Moving away from the ‘download model’ of scientific data analysis#

Technological developments in recent decades have engendered fundamental shifts in the nature of scientific data and how it is used for analysis (Abernathey et al. [1], Gentemann et al. [15], Stern et al. [48]).

“Traditionally, scientific data have been distributed via a “download model,” wherein scientists download individual data files to local computers for analysis. After downloading many files, scientists typically have to do extensive processing and organizing to make them useful for the data analysis; this creates a barrier to reproducibility, since a scientist’s analysis code must account for this unique “local” organization. Furthermore, the sheer size of the datasets (many terabytes to petabytes) can make downloading effectively impossible. Analysis of such data volumes also can benefit from parallel / distributed computing, which is not always readily available on local computers. Finally, this model reinforces inequality between privileged institutions that have the resources to host local copies of the data and those that don’t. This restricts who can participate in science.” – Abernathey et al. [1]

Increasingly large, cloud-optimized data means new tools and approaches for data management#

The increase in publicly available earth observation data has transformed scientific workflows across a range of fields, prompting analysts to gain new skills in order to work with larger volumes of data in new formats and locations, and to use distributed cloud-computational resources in their analysis (Abernathey et al. [1], Boulton [5], Gentemann et al. [15], Martin Sudmanns and Blaschke [37], Mathieu et al. [38], Ramachandran et al. [42], Wagemann et al. [53]).

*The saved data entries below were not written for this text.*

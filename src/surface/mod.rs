//! Rendering surface collaborator.
//!
//! The engine never draws anything itself. It creates and arranges nodes on a
//! [`RenderSurface`], sets a small fixed set of geometry/style properties on
//! them, toggles named classes, and manages clip-mask resources.
//!
//! | Piece | Role |
//! |---|---|
//! | [`backend`] | [`RenderSurface`] trait, node/mask handles, style vocabulary |
//! | [`memory`] | [`MemorySurface`]: an in-memory node tree used by the CLI and tests |
//! | [`class`] | class names the engine applies |

pub mod backend;
pub mod memory;

pub use backend::{ClipPolygon, MaskId, NodeId, NodeKind, RenderSurface, StyleProp, StyleValue};
pub use memory::MemorySurface;

/// Class names applied to surface nodes.
pub mod class {
    pub const GALLERY: &str = "z-gallery";
    pub const JIGSAW: &str = "z-g-jigsaw";
    /// Suffixed with the slot count, e.g. `z-g-jigsaw-4`.
    pub const JIGSAW_COUNT_PREFIX: &str = "z-g-jigsaw-";
    pub const WATERFALL: &str = "z-g-waterfall";
    pub const WATERFALL_COL: &str = "z-g-waterfall-col";
    pub const BRICK: &str = "z-g-brick";
    pub const BRICK_ROW: &str = "z-g-brick-row";
    pub const V_CLIP: &str = "v-clip";
    pub const H_CLIP: &str = "h-clip";
    pub const WRAPPER: &str = "wrapper";
    pub const WRAPPER_DELETED: &str = "wrapper-deleted";
    pub const PLACEHOLDER: &str = "placeholder";
    pub const INFO: &str = "info";
    pub const DEL: &str = "del";
    pub const LEAN_RIGHT: &str = "lean-right";
    pub const LOADING: &str = "loading";
    pub const LOADING_SHOW: &str = "loading-show";
    pub const MODAL: &str = "z-g-modal";
    pub const MODAL_SHOW: &str = "z-g-modal-show";
    pub const MODAL_HIDE: &str = "z-g-modal-hide";
    pub const MODAL_BANNER: &str = "z-g-modal-banner";
    pub const BANNER_PREV: &str = "z-g-modal-b-prev";
    pub const BANNER_MID: &str = "z-g-modal-b-mid";
    pub const BANNER_NEXT: &str = "z-g-modal-b-next";
    pub const ARROW_PREV: &str = "arrow-prev";
    pub const ARROW_NEXT: &str = "arrow-next";
    pub const WIDTH_FIRST: &str = "w-first";
    pub const HEIGHT_FIRST: &str = "h-first";
}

../_images/fy24-projection-chart.png

Fig. 1 Volume of NASA Earth Science Data archives, including growth of existing-mission archives and new missions, projected through 2029. Source: NASA EarthData - Open Science.#

Asking questions of complex datasets#

Scientific workflows involve asking complex questions of diverse types of data. Earth observation and related datasets often contain two types of information: measurements of a physical observable (e.g. temperature) and metadata that provides auxiliary information that required in order to interpret the physical observable (time and location of measurement, information about the sensor, etc.). With the increasingly complex and large volume of earth observation data that is currently available, storing, managing and organizing this information can very quickly become a complex and challenging task, especially for students and early-career analysts (Martin Sudmanns and Blaschke [37], Mathieu et al. [38], Palumbo et al. [41], Stern et al. [48], Wagemann et al. [53]).

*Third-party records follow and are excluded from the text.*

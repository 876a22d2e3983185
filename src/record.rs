//! One submitted image and its load/commit lifecycle.
//!
//! ```text
//!             resolve ok            commit
//! Pending ──────────────► SizeObtained ─────► Committed ──► (destroyed on removal)
//!    │
//!    └── fetch failed / timed out ──► Errored  (discarded, never committed)
//! ```
//!
//! A record owns its surface nodes: a wrapper holding the image, and after
//! reveal an info label and a delete affordance. While the size is known but
//! the record is not yet committed, the wrapper shows a placeholder chosen by
//! the layout that was active when the record was submitted.

use crate::fetch::{FetchError, FetchResult, FetchTask, ImageFetcher};
use crate::surface::{NodeId, NodeKind, RenderSurface, StyleProp, StyleValue, class};
use crate::types::{Dimensions, LayoutKind};
use log::{debug, warn};

const PLACEHOLDER_COLOR: &str = "grey";

#[derive(Debug, Clone, Copy, PartialEq, Eq)]
pub enum RecordState {
    /// Waiting for the fetch to report a size.
    Pending,
    /// Size known; waiting for earlier records before it can be committed.
    SizeObtained,
    /// Living in the main cache.
    Committed,
    /// Fetch failed or timed out; will be discarded.
    Errored,
}

/// Surface nodes owned by a record.
#[derive(Debug, Clone, Copy, PartialEq, Eq)]
pub struct RecordNodes {
    pub wrapper: NodeId,
    pub image: NodeId,
    pub placeholder: Option<NodeId>,
    pub info: Option<NodeId>,
    pub delete: Option<NodeId>,
}

#[derive(Debug)]
pub struct ImageRecord {
    source: String,
    title: String,
    layout: LayoutKind,
    dimensions: Option<Dimensions>,
    state: RecordState,
    cache_index: Option<usize>,
    removing: bool,
    failure: Option<FetchError>,
    nodes: RecordNodes,
    task: Option<FetchTask>,
}

impl ImageRecord {
    /// Create a pending record and its wrapper/image nodes (detached).
    pub fn new(
        surface: &mut dyn RenderSurface,
        source: impl Into<String>,
        title: impl Into<String>,
        layout: LayoutKind,
    ) -> Self {
        let source = source.into();
        let wrapper = surface.create_node(NodeKind::Container);
        surface.add_class(wrapper, class::WRAPPER);
        let image = surface.create_node(NodeKind::Image {
            source: source.clone(),
        });
        Self {
            source,
            title: title.into(),
            layout,
            dimensions: None,
            state: RecordState::Pending,
            cache_index: None,
            removing: false,
            failure: None,
            nodes: RecordNodes {
                wrapper,
                image,
                placeholder: None,
                info: None,
                delete: None,
            },
            task: None,
        }
    }

    pub fn source(&self) -> &str {
        &self.source
    }

    pub fn title(&self) -> &str {
        &self.title
    }

    pub fn state(&self) -> RecordState {
        self.state
    }

    pub fn natural_size(&self) -> Option<Dimensions> {
        self.dimensions
    }

    /// Size used by layout math. Committed records always carry a size; a
    /// unit square is assumed otherwise so geometry never divides by zero.
    pub fn layout_size(&self) -> Dimensions {
        self.dimensions.unwrap_or(Dimensions::new(1, 1))
    }

    pub fn cache_index(&self) -> Option<usize> {
        self.cache_index
    }

    pub fn failure(&self) -> Option<&FetchError> {
        self.failure.as_ref()
    }

    pub fn nodes(&self) -> &RecordNodes {
        &self.nodes
    }

    pub fn wrapper(&self) -> NodeId {
        self.nodes.wrapper
    }

    /// Start fetching the size.
    ///
    /// Returns `true` when the fetcher settled synchronously, in which case the
    /// state transition has already happened and the caller must run its
    /// commit step right away rather than on a later tick.
    pub fn resolve(
        &mut self,
        fetcher: &dyn ImageFetcher,
        surface: &mut dyn RenderSurface,
    ) -> bool {
        self.task = Some(fetcher.fetch(&self.source));
        self.observe(surface)
    }

    /// Check the fetch task. Returns `true` if this call settled the record.
    pub fn observe(&mut self, surface: &mut dyn RenderSurface) -> bool {
        if self.state != RecordState::Pending {
            return false;
        }
        let Some(result) = self.task.as_mut().and_then(FetchTask::poll) else {
            return false;
        };
        self.task = None;
        self.settle(result, surface);
        true
    }

    fn settle(&mut self, result: FetchResult, surface: &mut dyn RenderSurface) {
        match result {
            Ok(dims) => {
                debug!("size obtained for {}: {}", self.source, dims);
                self.dimensions = Some(dims);
                self.state = RecordState::SizeObtained;
                self.show_placeholder(surface);
            }
            Err(e) => {
                warn!("failed to load {}: {}", self.source, e);
                self.fail(e);
            }
        }
    }

    /// Give up waiting. A pending record becomes `Errored(Timeout)`; the
    /// in-flight fetch is dropped, not cancelled. Returns `true` if it expired.
    pub fn expire(&mut self) -> bool {
        if self.state != RecordState::Pending {
            return false;
        }
        warn!("timed out waiting for {}", self.source);
        self.task = None;
        self.fail(FetchError::Timeout);
        true
    }

    fn fail(&mut self, error: FetchError) {
        self.failure = Some(error);
        self.state = RecordState::Errored;
    }

    fn show_placeholder(&mut self, surface: &mut dyn RenderSurface) {
        let wrapper = self.nodes.wrapper;
        match self.layout {
            LayoutKind::Waterfall => {
                // Reserve the image's space without showing it.
                surface.attach(wrapper, self.nodes.image);
                surface.set_style(self.nodes.image, StyleProp::Visibility, StyleValue::Visible(false));
                surface.set_style(
                    wrapper,
                    StyleProp::Background,
                    StyleValue::Color(PLACEHOLDER_COLOR.into()),
                );
            }
            LayoutKind::Jigsaw | LayoutKind::Brick => {
                let block = surface.create_node(NodeKind::Container);
                surface.add_class(block, class::PLACEHOLDER);
                surface.set_style(
                    block,
                    StyleProp::Background,
                    StyleValue::Color(PLACEHOLDER_COLOR.into()),
                );
                surface.set_style(block, StyleProp::Width, StyleValue::Percent(100.0));
                surface.set_style(block, StyleProp::Height, StyleValue::Percent(100.0));
                surface.attach(wrapper, block);
                self.nodes.placeholder = Some(block);
            }
        }
    }

    /// Move into the main cache at `index` and reveal the real content.
    pub fn commit(&mut self, index: usize, surface: &mut dyn RenderSurface) {
        self.state = RecordState::Committed;
        self.cache_index = Some(index);
        self.reveal(surface);
    }

    fn reveal(&mut self, surface: &mut dyn RenderSurface) {
        if let Some(block) = self.nodes.placeholder.take() {
            surface.destroy_node(block);
        }
        surface.set_style(self.nodes.image, StyleProp::Visibility, StyleValue::Visible(true));
        self.assemble(surface);
    }

    /// Rebuild the wrapper's children: image, info label, delete affordance.
    pub fn assemble(&mut self, surface: &mut dyn RenderSurface) {
        let wrapper = self.nodes.wrapper;
        let size = self.layout_size();
        let delete = *self.nodes.delete.get_or_insert_with(|| {
            let node = surface.create_node(NodeKind::Button);
            surface.add_class(node, class::DEL);
            node
        });
        // Text nodes are immutable on the surface; replace the label.
        if let Some(old) = self.nodes.info.take() {
            surface.destroy_node(old);
        }
        let info = surface.create_node(NodeKind::Text {
            text: format!("{}\n{}px {}px", self.title, size.width, size.height),
        });
        surface.add_class(info, class::INFO);
        self.nodes.info = Some(info);

        for child in [self.nodes.image, info, delete] {
            surface.attach(wrapper, child);
        }
    }

    /// Place the info label and delete affordance on the right-hand side.
    pub fn set_lean_right(&self, surface: &mut dyn RenderSurface, lean: bool) {
        for node in [self.nodes.info, self.nodes.delete].into_iter().flatten() {
            if lean {
                surface.add_class(node, class::LEAN_RIGHT);
            } else {
                surface.remove_class(node, class::LEAN_RIGHT);
            }
        }
    }

    /// Whether a deferred removal is waiting on this record. Layouts leave
    /// such records out when they pack or rebuild.
    pub fn is_removing(&self) -> bool {
        self.removing
    }

    pub(crate) fn begin_removal(&mut self) {
        self.removing = true;
    }

    pub(crate) fn set_cache_index(&mut self, index: usize) {
        self.cache_index = Some(index);
    }

    /// Destroy every node the record owns.
    pub fn destroy(self, surface: &mut dyn RenderSurface) {
        let n = self.nodes;
        for node in [Some(n.image), n.placeholder, n.info, n.delete, Some(n.wrapper)]
            .into_iter()
            .flatten()
        {
            surface.destroy_node(node);
        }
    }
}

#[cfg(test)]
mod tests {
    use super::*;
    use crate::fetch::SyntheticFetcher;
    use crate::surface::MemorySurface;
    use crate::test_helpers::ManualFetcher;

    fn record(s: &mut MemorySurface, source: &str, layout: LayoutKind) -> ImageRecord {
        ImageRecord::new(s, source, "t", layout)
    }

    #[test]
    fn new_record_is_pending_with_detached_nodes() {
        let mut s = MemorySurface::new();
        let r = record(&mut s, "a", LayoutKind::Brick);
        assert_eq!(r.state(), RecordState::Pending);
        assert_eq!(r.cache_index(), None);
        assert!(s.has_class(r.wrapper(), class::WRAPPER));
        assert_eq!(s.parent(r.wrapper()), None);
    }

    #[test]
    fn synchronous_fetch_settles_immediately() {
        let mut s = MemorySurface::new();
        let mut r = record(&mut s, "40x30", LayoutKind::Brick);
        assert!(r.resolve(&SyntheticFetcher, &mut s));
        assert_eq!(r.state(), RecordState::SizeObtained);
        assert_eq!(r.natural_size(), Some(Dimensions::new(40, 30)));
    }

    #[test]
    fn deferred_fetch_settles_on_observe() {
        let mut s = MemorySurface::new();
        let fetcher = ManualFetcher::new();
        let mut r = record(&mut s, "a", LayoutKind::Brick);
        assert!(!r.resolve(&fetcher, &mut s));
        assert!(!r.observe(&mut s));

        fetcher.resolve("a", 10, 20);
        assert!(r.observe(&mut s));
        assert_eq!(r.state(), RecordState::SizeObtained);
        // Only the first observation reports the transition.
        assert!(!r.observe(&mut s));
    }

    #[test]
    fn failed_fetch_errors_record() {
        let mut s = MemorySurface::new();
        let fetcher = ManualFetcher::new();
        let mut r = record(&mut s, "a", LayoutKind::Jigsaw);
        r.resolve(&fetcher, &mut s);
        fetcher.fail("a");
        assert!(r.observe(&mut s));
        assert_eq!(r.state(), RecordState::Errored);
        assert!(r.failure().is_some());
    }

    #[test]
    fn expire_only_affects_pending_records() {
        let mut s = MemorySurface::new();
        let fetcher = ManualFetcher::new();
        let mut r = record(&mut s, "a", LayoutKind::Jigsaw);
        r.resolve(&fetcher, &mut s);
        assert!(r.expire());
        assert_eq!(r.failure(), Some(&FetchError::Timeout));

        // A late completion is ignored.
        fetcher.resolve("a", 10, 10);
        assert!(!r.observe(&mut s));
        assert_eq!(r.state(), RecordState::Errored);

        let mut done = record(&mut s, "5x5", LayoutKind::Jigsaw);
        done.resolve(&SyntheticFetcher, &mut s);
        assert!(!done.expire());
    }

    #[test]
    fn brick_placeholder_is_filled_block() {
        let mut s = MemorySurface::new();
        let mut r = record(&mut s, "40x30", LayoutKind::Brick);
        r.resolve(&SyntheticFetcher, &mut s);

        let block = r.nodes().placeholder.unwrap();
        assert_eq!(s.parent(block), Some(r.wrapper()));
        assert_eq!(
            s.style(block, StyleProp::Background),
            Some(&StyleValue::Color("grey".into()))
        );
        // The image itself is not shown yet.
        assert_eq!(s.parent(r.nodes().image), None);
    }

    #[test]
    fn waterfall_placeholder_reserves_hidden_image() {
        let mut s = MemorySurface::new();
        let mut r = record(&mut s, "40x30", LayoutKind::Waterfall);
        r.resolve(&SyntheticFetcher, &mut s);

        assert_eq!(r.nodes().placeholder, None);
        assert_eq!(s.parent(r.nodes().image), Some(r.wrapper()));
        assert_eq!(
            s.style(r.nodes().image, StyleProp::Visibility),
            Some(&StyleValue::Visible(false))
        );
    }

    #[test]
    fn commit_reveals_and_assembles() {
        let mut s = MemorySurface::new();
        let mut r = ImageRecord::new(&mut s, "40x30", "Dawn", LayoutKind::Brick);
        r.resolve(&SyntheticFetcher, &mut s);
        r.commit(3, &mut s);

        assert_eq!(r.state(), RecordState::Committed);
        assert_eq!(r.cache_index(), Some(3));
        assert_eq!(r.nodes().placeholder, None);
        let info = r.nodes().info.unwrap();
        let delete = r.nodes().delete.unwrap();
        assert_eq!(s.children(r.wrapper()), vec![r.nodes().image, info, delete]);
        assert_eq!(
            s.kind(info),
            Some(&NodeKind::Text {
                text: "Dawn\n40px 30px".into()
            })
        );
    }

    #[test]
    fn lean_right_toggles_affordance_class() {
        let mut s = MemorySurface::new();
        let mut r = record(&mut s, "4x3", LayoutKind::Jigsaw);
        r.resolve(&SyntheticFetcher, &mut s);
        r.commit(0, &mut s);

        r.set_lean_right(&mut s, true);
        assert!(s.has_class(r.nodes().delete.unwrap(), class::LEAN_RIGHT));
        r.set_lean_right(&mut s, false);
        assert!(!s.has_class(r.nodes().info.unwrap(), class::LEAN_RIGHT));
    }

    #[test]
    fn destroy_removes_all_nodes() {
        let mut s = MemorySurface::new();
        let mut r = record(&mut s, "4x3", LayoutKind::Brick);
        r.resolve(&SyntheticFetcher, &mut s);
        r.commit(0, &mut s);
        r.destroy(&mut s);
        assert_eq!(s.node_count(), 0);
    }
}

This book provides detailed examples of scientific workflow steps that ingest complex, multi-dimensional datasets, introduce users to the landscape of popular, actively-maintained open-source software packages for working with geospatial data in Python, and include strategies for working with larger-than memory data stored in publicly available, cloud-hosted repositories. These demonstrations are accompanied by detailed discussion of concepts involved in analyzing earth observation data such as dataset inspection, manipulation, and exploratory analysis and visualization. Overall, we emphasize the importance of understanding the structure of multi-dimensional earth observation datasets within the context of a given data model and demonstrate how such an understanding can enable more efficient and intuitive scientific workflows.